Directions for this task:
Once you reach the line that contains "while level >", retype it and every line after it exactly, ending with the last line of the entries.

Provided information Start Marker

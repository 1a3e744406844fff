//! Experience to level conversion.
//!
//! Completing level `n` costs `5n + 5` XP: 10 for level 1, 15 for level 2 and
//! so on. Experience is consumed greedily from level 1 upward; the level is found
//! through the closed-form inverse of the cumulative cost.

use serde::Serialize;

/// Cost increase per level.
pub const LEVEL_COST_STEP: u64 = 5;

/// Cost of completing level 1.
pub const BASE_LEVEL_COST: u64 = 10;

/// Level derived from a total experience value.
#[derive(Debug, Clone, Copy, PartialEq, Eq, Serialize)]
#[serde(rename_all = "camelCase")]
pub struct LevelState {
    /// Experience the state was computed from (after clamping)
    pub total_experience: u64,
    /// Current level, starting at 1
    pub level: u32,
    /// Experience earned inside the current level
    pub progress_in_level: u64,
    /// Experience needed to complete the current level
    pub required_for_level: u64,
}

impl LevelState {
    /// Experience still missing for the next level.
    pub fn remaining(&self) -> u64 {
        self.required_for_level.saturating_sub(self.progress_in_level)
    }

    /// Progress through the current level (0..1), for progress bars.
    pub fn fraction(&self) -> f32 {
        if self.required_for_level == 0 {
            return 0.0;
        }
        (self.progress_in_level as f64 / self.required_for_level as f64).clamp(0.0, 1.0) as f32
    }
}

/// Cost of completing `level`.
pub fn level_cost(level: u32) -> u64 {
    LEVEL_COST_STEP * u64::from(level) + LEVEL_COST_STEP
}

/// Total experience needed to reach `level` from zero.
pub fn total_xp_for_level(level: u32) -> u64 {
    u64::try_from(xp_to_reach(u64::from(level))).unwrap_or(u64::MAX)
}

// Sum of the costs of levels 1..level: 5(level - 1)(level + 2) / 2.
fn xp_to_reach(level: u64) -> u128 {
    if level <= 1 {
        return 0;
    }
    let level = u128::from(level);
    LEVEL_COST_STEP as u128 * (level - 1) * (level + 2) / 2
}

/// Convert total experience into a [`LevelState`].
///
/// Negative input is treated as zero.
pub fn level_from_xp(xp: i64) -> LevelState {
    let total_experience = u64::try_from(xp).unwrap_or(0);

    // Invert the closed form, then settle any floating point error.
    let estimate = ((9.0 + 1.6 * total_experience as f64).sqrt() - 1.0) / 2.0;
    let mut level = (estimate as u64).max(1);
    while level > 1 && xp_to_reach(level) > u128::from(total_experience) {
        level -= 1;
    }
    while xp_to_reach(level + 1) <= u128::from(total_experience) {
        level += 1;
    }

    let level = u32::try_from(level).unwrap_or(u32::MAX);
    let progress_in_level =
        u64::try_from(u128::from(total_experience) - xp_to_reach(u64::from(level))).unwrap_or(0);

    LevelState {
        total_experience,
        level,
        progress_in_level,
        required_for_level: level_cost(level),
    }
}

/// Convert a possibly fractional or non-finite experience value.
///
/// NaN, infinities and negative values are treated as zero; fractions are
/// floored.
pub fn level_from_fractional_xp(xp: f64) -> LevelState {
    if !xp.is_finite() || xp <= 0.0 {
        return level_from_xp(0);
    }
    level_from_xp(xp.floor() as i64)
}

Provided information End Marker

Your response:
    while level > 1 && xp_to_reach(level) > u128::from(total_experience) {
        level -= 1;
    }
    while xp_to_reach(level + 1) <= u128::from(total_experience) {
        level += 1;
    }

    let level = u32::try_from(level).unwrap_or(u32::MAX);
    let progress_in_level =
        u64::try_from(u128::from(total_experience) - xp_to_reach(u64::from(level))).unwrap_or(0);

    LevelState {
        total_experience,
        level,
        progress_in_level,
        required_for_level: level_cost(level),
    }
}

/// Convert a possibly fractional or non-finite experience value.
///
/// NaN, infinities and negative values are treated as zero; fractions are
/// floored.
pub fn level_from_fractional_xp(xp: f64) -> LevelState {
    if !xp.is_finite() || xp <= 0.0 {
        return level_from_xp(0);
    }
    level_from_xp(xp.floor() as i64)
}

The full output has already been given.